_Instructions for the task_. Below are some records; output exactly the lines from the line with "row is read." to the line with "use crate::decision::ProtectionSets;", both ends kept, and nothing more.

_Data shown_.
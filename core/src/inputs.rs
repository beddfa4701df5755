//! CSV readers for the artifacts produced by upstream extraction steps.
//!
//! Headers are matched case-insensitively after trimming. Missing required
//! headers are reported together, before any row is read.

use std::fs::File;
use std::io::Read;
use std::path::{Path, PathBuf};

use csv::{ReaderBuilder, StringRecord};
use thiserror::Error;

use crate::catalog::{ColumnRow, TableRow};
use crate::decision::ProtectionSets;
use crate::error_codes;
use crate::relationships::{CrossFilter, RelationRow};
use crate::usage::UsageRow;

pub const USAGE_TABLE: &str = "Table in the Semantic Model";
pub const USAGE_COLUMN: &str = "Column in the Semantic Model";
pub const USAGE_KIND: &str = "Usage (Visual/Filter/Slicer)";
pub const USAGE_FORMULA: &str = "Measure Formula";
pub const USAGE_FIELD_NAME: &str = "UI Field Name";

pub const TABLES_FILE: &str = "Tables.csv";
pub const COLUMNS_FILE: &str = "Columns.csv";
pub const RELATIONS_FILE: &str = "Relations.csv";

#[derive(Debug, Error)]
#[non_exhaustive]
pub enum InputError {
    #[error("[PRUNE_INPUT_001] input not found: {path}. Suggestion: check the path or regenerate the upstream extract.")]
    MissingFile { path: PathBuf },
    #[error("[PRUNE_INPUT_001] failed to open {path}: {reason}")]
    Io { path: PathBuf, reason: String },
    #[error("[PRUNE_INPUT_002] {source_name} is missing required column(s): {}. Found: {}", .missing.join(", "), .found.join(", "))]
    MissingHeaders {
        source_name: String,
        missing: Vec<String>,
        found: Vec<String>,
    },
    #[error("[PRUNE_INPUT_003] {source_name} line {line}: {field} has invalid value {value:?} ({reason})")]
    InvalidField {
        source_name: String,
        line: u64,
        field: String,
        value: String,
        reason: String,
    },
    #[error("[PRUNE_INPUT_004] failed to read {source_name}: {reason}")]
    Csv { source_name: String, reason: String },
}

impl InputError {
    pub fn code(&self) -> &'static str {
        match self {
            InputError::MissingFile { .. } | InputError::Io { .. } => error_codes::INPUT_MISSING_FILE,
            InputError::MissingHeaders { .. } => error_codes::INPUT_MISSING_HEADERS,
            InputError::InvalidField { .. } => error_codes::INPUT_INVALID_FIELD,
            InputError::Csv { .. } => error_codes::INPUT_CSV,
        }
    }
}

/// Column positions resolved from a header row.
struct HeaderMap {
    names: Vec<String>,
}

impl HeaderMap {
    fn new(record: &StringRecord) -> Self {
        Self {
            names: record
                .iter()
                .map(|h| h.trim_start_matches('\u{feff}').trim().to_lowercase())
                .collect(),
        }
    }

    fn position(&self, header: &str) -> Option<usize> {
        let wanted = header.to_lowercase();
        self.names.iter().position(|h| *h == wanted)
    }

    fn require(&self, source_name: &str, headers: &[&str]) -> Result<Vec<usize>, InputError> {
        let mut positions = Vec::with_capacity(headers.len());
        let mut missing = Vec::new();
        for header in headers {
            match self.position(header) {
                Some(idx) => positions.push(idx),
                None => missing.push((*header).to_string()),
            }
        }
        if !missing.is_empty() {
            return Err(InputError::MissingHeaders {
                source_name: source_name.to_string(),
                missing,
                found: self.names.clone(),
            });
        }
        Ok(positions)
    }
}

struct CsvSource<R: Read> {
    name: String,
    reader: csv::Reader<R>,
    headers: HeaderMap,
}

impl<R: Read> CsvSource<R> {
    fn from_reader(input: R, name: &str) -> Result<Self, InputError> {
        let mut reader = ReaderBuilder::new().flexible(true).from_reader(input);
        let headers = reader.headers().map_err(|e| InputError::Csv {
            source_name: name.to_string(),
            reason: e.to_string(),
        })?;
        let headers = HeaderMap::new(headers);
        Ok(Self {
            name: name.to_string(),
            reader,
            headers,
        })
    }

    fn records(&mut self) -> Result<Vec<StringRecord>, InputError> {
        let mut out = Vec::new();
        for record in self.reader.records() {
            let record = record.map_err(|e| InputError::Csv {
                source_name: self.name.clone(),
                reason: e.to_string(),
            })?;
            out.push(record);
        }
        Ok(out)
    }
}

fn field(record: &StringRecord, idx: usize) -> &str {
    record.get(idx).unwrap_or("")
}

fn optional_field(record: &StringRecord, idx: Option<usize>) -> Option<String> {
    let value = field(record, idx?);
    (!value.trim().is_empty()).then(|| value.to_string())
}

fn line_of(record: &StringRecord) -> u64 {
    record.position().map_or(0, |p| p.line())
}

fn parse_id(source_name: &str, record: &StringRecord, idx: usize, header: &str) -> Result<i64, InputError> {
    let raw = field(record, idx).trim();
    let invalid = |reason: &str| InputError::InvalidField {
        source_name: source_name.to_string(),
        line: line_of(record),
        field: header.to_string(),
        value: raw.to_string(),
        reason: reason.to_string(),
    };
    if let Ok(id) = raw.parse::<i64>() {
        return Ok(id);
    }
    // Spreadsheet round-trips write integer ids as `12.0`.
    match raw.parse::<f64>() {
        Ok(value) if value.fract() == 0.0 && value.abs() < 9.0e15 => Ok(value as i64),
        Ok(_) => Err(invalid("expected an integer id")),
        Err(_) => Err(invalid("not a number")),
    }
}

fn parse_flag(raw: &str) -> Option<bool> {
    match raw.trim().to_ascii_lowercase().as_str() {
        "" | "1" | "true" | "yes" => Some(true),
        "0" | "false" | "no" => Some(false),
        _ => None,
    }
}

pub fn read_usage<R: Read>(input: R, source_name: &str) -> Result<Vec<UsageRow>, InputError> {
    let mut src = CsvSource::from_reader(input, source_name)?;
    let idx = src
        .headers
        .require(source_name, &[USAGE_TABLE, USAGE_COLUMN, USAGE_KIND])?;
    let formula = src.headers.position(USAGE_FORMULA);
    let field_name = src.headers.position(USAGE_FIELD_NAME);

    Ok(src
        .records()?
        .iter()
        .map(|r| UsageRow {
            table: field(r, idx[0]).to_string(),
            columns: field(r, idx[1]).to_string(),
            usage: field(r, idx[2]).to_string(),
            formula: optional_field(r, formula),
            field_name: optional_field(r, field_name),
        })
        .collect())
}

pub fn read_usage_file(path: &Path) -> Result<Vec<UsageRow>, InputError> {
    read_usage(open_existing(path)?, &display_name(path))
}

pub fn read_tables<R: Read>(input: R, source_name: &str) -> Result<Vec<TableRow>, InputError> {
    let mut src = CsvSource::from_reader(input, source_name)?;
    let idx = src.headers.require(source_name, &["ID", "Name"])?;
    src.records()?
        .iter()
        .map(|r| {
            Ok(TableRow {
                id: parse_id(source_name, r, idx[0], "ID")?,
                name: field(r, idx[1]).trim().to_string(),
            })
        })
        .collect()
}

pub fn read_columns<R: Read>(input: R, source_name: &str) -> Result<Vec<ColumnRow>, InputError> {
    let mut src = CsvSource::from_reader(input, source_name)?;
    let idx = src
        .headers
        .require(source_name, &["ID", "ExplicitName", "SourceColumn", "TableID"])?;
    src.records()?
        .iter()
        .map(|r| {
            Ok(ColumnRow {
                id: parse_id(source_name, r, idx[0], "ID")?,
                name: field(r, idx[1]).trim().to_string(),
                source_column: field(r, idx[2]).trim().to_string(),
                table_id: parse_id(source_name, r, idx[3], "TableID")?,
            })
        })
        .collect()
}

pub fn read_relations<R: Read>(input: R, source_name: &str) -> Result<Vec<RelationRow>, InputError> {
    let mut src = CsvSource::from_reader(input, source_name)?;
    let idx = src.headers.require(
        source_name,
        &["FromTableID", "FromColumnID", "ToTableID", "ToColumnID"],
    )?;
    let cross_filter = src.headers.position("CrossFilteringBehavior");
    let active = src.headers.position("IsActive");

    src.records()?
        .iter()
        .map(|r| {
            let active_raw = active.map(|i| field(r, i)).unwrap_or("");
            let active = parse_flag(active_raw).ok_or_else(|| InputError::InvalidField {
                source_name: source_name.to_string(),
                line: line_of(r),
                field: "IsActive".to_string(),
                value: active_raw.to_string(),
                reason: "expected true/false".to_string(),
            })?;
            Ok(RelationRow {
                from_table_id: parse_id(source_name, r, idx[0], "FromTableID")?,
                from_column_id: parse_id(source_name, r, idx[1], "FromColumnID")?,
                to_table_id: parse_id(source_name, r, idx[2], "ToTableID")?,
                to_column_id: parse_id(source_name, r, idx[3], "ToColumnID")?,
                cross_filter: CrossFilter::from_raw(cross_filter.map(|i| field(r, i)).unwrap_or("")),
                active,
            })
        })
        .collect()
}

/// The three catalog tables as read from disk.
#[derive(Debug, Clone, Default)]
pub struct CatalogInput {
    pub tables: Vec<TableRow>,
    pub columns: Vec<ColumnRow>,
    pub relations: Vec<RelationRow>,
}

/// Finds `name` in `dir`, ignoring ASCII case.
fn find_in_dir(dir: &Path, name: &str) -> Result<PathBuf, InputError> {
    let exact = dir.join(name);
    if exact.is_file() {
        return Ok(exact);
    }
    let entries = std::fs::read_dir(dir).map_err(|e| InputError::Io {
        path: dir.to_path_buf(),
        reason: e.to_string(),
    })?;
    for entry in entries.flatten() {
        let path = entry.path();
        let matches = path
            .file_name()
            .and_then(|n| n.to_str())
            .is_some_and(|n| n.eq_ignore_ascii_case(name));
        if matches && path.is_file() {
            return Ok(path);
        }
    }
    Err(InputError::MissingFile { path: exact })
}

fn open_file(path: &Path) -> Result<File, InputError> {
    File::open(path).map_err(|e| InputError::Io {
        path: path.to_path_buf(),
        reason: e.to_string(),
    })
}

pub fn load_catalog_dir(dir: &Path) -> Result<CatalogInput, InputError> {
    if !dir.is_dir() {
        return Err(InputError::MissingFile {
            path: dir.to_path_buf(),
        });
    }
    let tables_path = find_in_dir(dir, TABLES_FILE)?;
    let columns_path = find_in_dir(dir, COLUMNS_FILE)?;
    let relations_path = find_in_dir(dir, RELATIONS_FILE)?;

    Ok(CatalogInput {
        tables: read_tables(open_file(&tables_path)?, TABLES_FILE)?,
        columns: read_columns(open_file(&columns_path)?, COLUMNS_FILE)?,
        relations: read_relations(open_file(&relations_path)?, RELATIONS_FILE)?,
    })
}

/// Paths of the protection lists; any may be absent.
#[derive(Debug, Clone, Default)]
pub struct ProtectionSources {
    /// `TableName`, `ColumnName` rows.
    pub columns: Option<PathBuf>,
    /// `TableName` rows.
    pub tables: Option<PathBuf>,
    /// `TableName` rows from access-control detection.
    pub access_control: Option<PathBuf>,
}

pub fn read_protected_columns<R: Read>(
    input: R,
    source_name: &str,
    into: &mut ProtectionSets,
) -> Result<usize, InputError> {
    let mut src = CsvSource::from_reader(input, source_name)?;
    let idx = src.headers.require(source_name, &["TableName", "ColumnName"])?;
    let records = src.records()?;
    for r in &records {
        into.protect_column(field(r, idx[0]), field(r, idx[1]));
    }
    Ok(records.len())
}

fn read_table_list<R: Read>(
    input: R,
    source_name: &str,
    mut add: impl FnMut(&str),
) -> Result<usize, InputError> {
    let mut src = CsvSource::from_reader(input, source_name)?;
    let idx = src.headers.require(source_name, &["TableName"])?;
    let records = src.records()?;
    for r in &records {
        add(field(r, idx[0]));
    }
    Ok(records.len())
}

pub fn read_protected_tables<R: Read>(
    input: R,
    source_name: &str,
    into: &mut ProtectionSets,
) -> Result<usize, InputError> {
    read_table_list(input, source_name, |t| into.protect_table(t))
}

pub fn read_access_control_tables<R: Read>(
    input: R,
    source_name: &str,
    into: &mut ProtectionSets,
) -> Result<usize, InputError> {
    read_table_list(input, source_name, |t| into.protect_access_controlled_table(t))
}

fn display_name(path: &Path) -> String {
    path.file_name()
        .map(|n| n.to_string_lossy().into_owned())
        .unwrap_or_else(|| path.display().to_string())
}

/// Unions every configured list. A configured access-control list that does
/// not exist is skipped with a warning, since detection may not have run.
pub fn load_protections(sources: &ProtectionSources) -> Result<ProtectionSets, InputError> {
    let mut sets = ProtectionSets::new();

    if let Some(path) = &sources.columns {
        let n = read_protected_columns(open_existing(path)?, &display_name(path), &mut sets)?;
        log::debug!("read {n} protected column row(s) from {}", path.display());
    }
    if let Some(path) = &sources.tables {
        let n = read_protected_tables(open_existing(path)?, &display_name(path), &mut sets)?;
        log::debug!("read {n} protected table row(s) from {}", path.display());
    }
    if let Some(path) = &sources.access_control {
        if path.is_file() {
            let n = read_access_control_tables(open_file(path)?, &display_name(path), &mut sets)?;
            log::info!("merged {n} access-controlled table row(s) from {}", path.display());
        } else {
            log::warn!("access-control list not found, continuing without it: {}", path.display());
        }
    }

    log::info!(
        "protections: {} table(s), {} column(s)",
        sets.table_count(),
        sets.column_count()
    );
    Ok(sets)
}

fn open_existing(path: &Path) -> Result<File, InputError> {
    if !path.is_file() {
        return Err(InputError::MissingFile {
            path: path.to_path_buf(),
        });
    }
    open_file(path)
}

_Exercise output_.
//! headers are reported together, before any row is read.

use std::fs::File;
use std::io::Read;
use std::path::{Path, PathBuf};

use csv::{ReaderBuilder, StringRecord};
use thiserror::Error;

use crate::catalog::{ColumnRow, TableRow};
use crate::decision::ProtectionSets;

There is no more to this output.